# Calculation on my for loop and want to do it without for loop using some function

```dec = 0.1
data = np.array([100,200,300,400,500])
```

I have a for loop like this

```y = np.zeros(len(data))
for i in range(len(data)):
if i == 0:
y[i] = (1.0 - dec) * data[i]
else:
y[i] = (1.0 - dec) * data[i] + (dec * y[i - 1])
```

Output y is:

```array([ 90.   , 189.   , 288.9  , 388.89 , 488.889])
```

And now I want to do the above calculation without a loop, so if I break the code and do

```data = (1.0 - dec) * data
data[1:] = (1.0 - dec) * data[1:] + (dec * data)
```

Output data is:

```array([ 90, 189, 279, 369, 459])
```

When you compare y and data output first two values are correct because it is getting multiplied with data which makes sense but later on it should continue as the loop does in loop code, so how can we achieve that? Is there a function that can handle this? This is mainly to optimize my code so that it runs faster for thousands of data.

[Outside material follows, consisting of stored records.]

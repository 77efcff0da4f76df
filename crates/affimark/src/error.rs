use crate::config::ConfigError;
use crate::telemetry::TelemetryError;
use crate::verifier::{RepositoryError, VerifierServiceError};
use axum::http::StatusCode;
use axum::response::{IntoResponse, Response};
use axum::Json;
use serde_json::json;
use std::fmt;

#[derive(Debug)]
pub enum AppError {
    Config(ConfigError),
    Telemetry(TelemetryError),
    Io(std::io::Error),
    Server(axum::Error),
    Payload(serde_json::Error),
    Verifier(VerifierServiceError),
}

impl fmt::Display for AppError {
    fn fmt(&self, f: &mut fmt::Formatter<'_>) -> fmt::Result {
        match self {
            AppError::Config(err) => write!(f, "configuration error: {}", err),
            AppError::Telemetry(err) => write!(f, "telemetry error: {}", err),
            AppError::Io(err) => write!(f, "io error: {}", err),
            AppError::Server(err) => write!(f, "server error: {}", err),
            AppError::Payload(err) => write!(f, "invalid payload: {}", err),
            AppError::Verifier(err) => write!(f, "verifier error: {}", err),
        }
    }
}

impl std::error::Error for AppError {
    fn source(&self) -> Option<&(dyn std::error::Error + 'static)> {
        match self {
            AppError::Config(err) => Some(err),
            AppError::Telemetry(err) => Some(err),
            AppError::Io(err) => Some(err),
            AppError::Server(err) => Some(err),
            AppError::Payload(err) => Some(err),
            AppError::Verifier(err) => Some(err),
        }
    }
}

impl IntoResponse for AppError {
    fn into_response(self) -> Response {
        let status = match &self {
            AppError::Payload(_) | AppError::Verifier(VerifierServiceError::InvalidRequest(_)) => {
                StatusCode::BAD_REQUEST
            }
            AppError::Verifier(VerifierServiceError::Repository(RepositoryError::NotFound)) => {
                StatusCode::NOT_FOUND
            }
            AppError::Config(_)
            | AppError::Telemetry(_)
            | AppError::Io(_)
            | AppError::Server(_)
            | AppError::Verifier(_) => StatusCode::INTERNAL_SERVER_ERROR,
        };

        let body = Json(json!({ "error": self.to_string() }));
        (status, body).into_response()
    }
}

impl From<ConfigError> for AppError {
    fn from(value: ConfigError) -> Self {
        Self::Config(value)
    }
}

impl From<TelemetryError> for AppError {
    fn from(value: TelemetryError) -> Self {
        Self::Telemetry(value)
    }
}

impl From<std::io::Error> for AppError {
    fn from(value: std::io::Error) -> Self {
        Self::Io(value)
    }
}

impl From<axum::Error> for AppError {
    fn from(value: axum::Error) -> Self {
        Self::Server(value)
    }
}

impl From<serde_json::Error> for AppError {
    fn from(value: serde_json::Error) -> Self {
        Self::Payload(value)
    }
}

impl From<VerifierServiceError> for AppError {
    fn from(value: VerifierServiceError) -> Self {
        Self::Verifier(value)
    }
}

The expected output is the same as the y output.

We can do this with `scipy.linalg.toeplitz` to make a matrix of shifts of the data and then multiplying that by powers of `dec` and summing columns:

```import numpy as np
from scipy.linalg import toeplitz

dec = 0.1
data = np.array([100,200,300,400,500])

decs = np.power(dec, np.arange(len(data)))

r = np.zeros_like(data)
r = data
toep = toeplitz(r, data)

output = (1 - dec) * np.sum(toep * decs.reshape(-1, 1), axis=0)
```

First `decs` is a vector of powers of `dec`:

```print(decs)
#[1.e+00 1.e-01 1.e-02 1.e-03 1.e-04]
```

Next, we use `toeplitz` to make a matrix of shifts of `data`:

```print(toep)
#[[100 200 300 400 500]
# [  0 100 200 300 400]
# [  0   0 100 200 300]
# [  0   0   0 100 200]
# [  0   0   0   0 100]])
```

Finally we reshape `decs` into a column, multiply it by `toep` and sum along columns. This result needs to be scaled by `1 - dec`.

This all works because we can rewrite our definition of `data[i]` as a sum instead of recursively:

```y[i] = (1.0 - dec) * data[i] + (dec * y[i - 1])
y[i] = (1.0 - dec) * data[i] + (dec * ((1.0 - dec) * data[i - 1] + (dec * y[i - 2])))
...
y[i] = (1.0 - dec) * (data[i] + dec * data[i - 1] + dec ** 2 * data[i - 2] + ... dec ** i * data)
y[i] = (1.0 - dec) * sum(dec ** j * data[i - j] for j in range(i + 1))
```

This can be proven by induction.

From there it follows from rewriting those sums as columns of a matrix and translating that matrix to a calculation in numpy/scipy.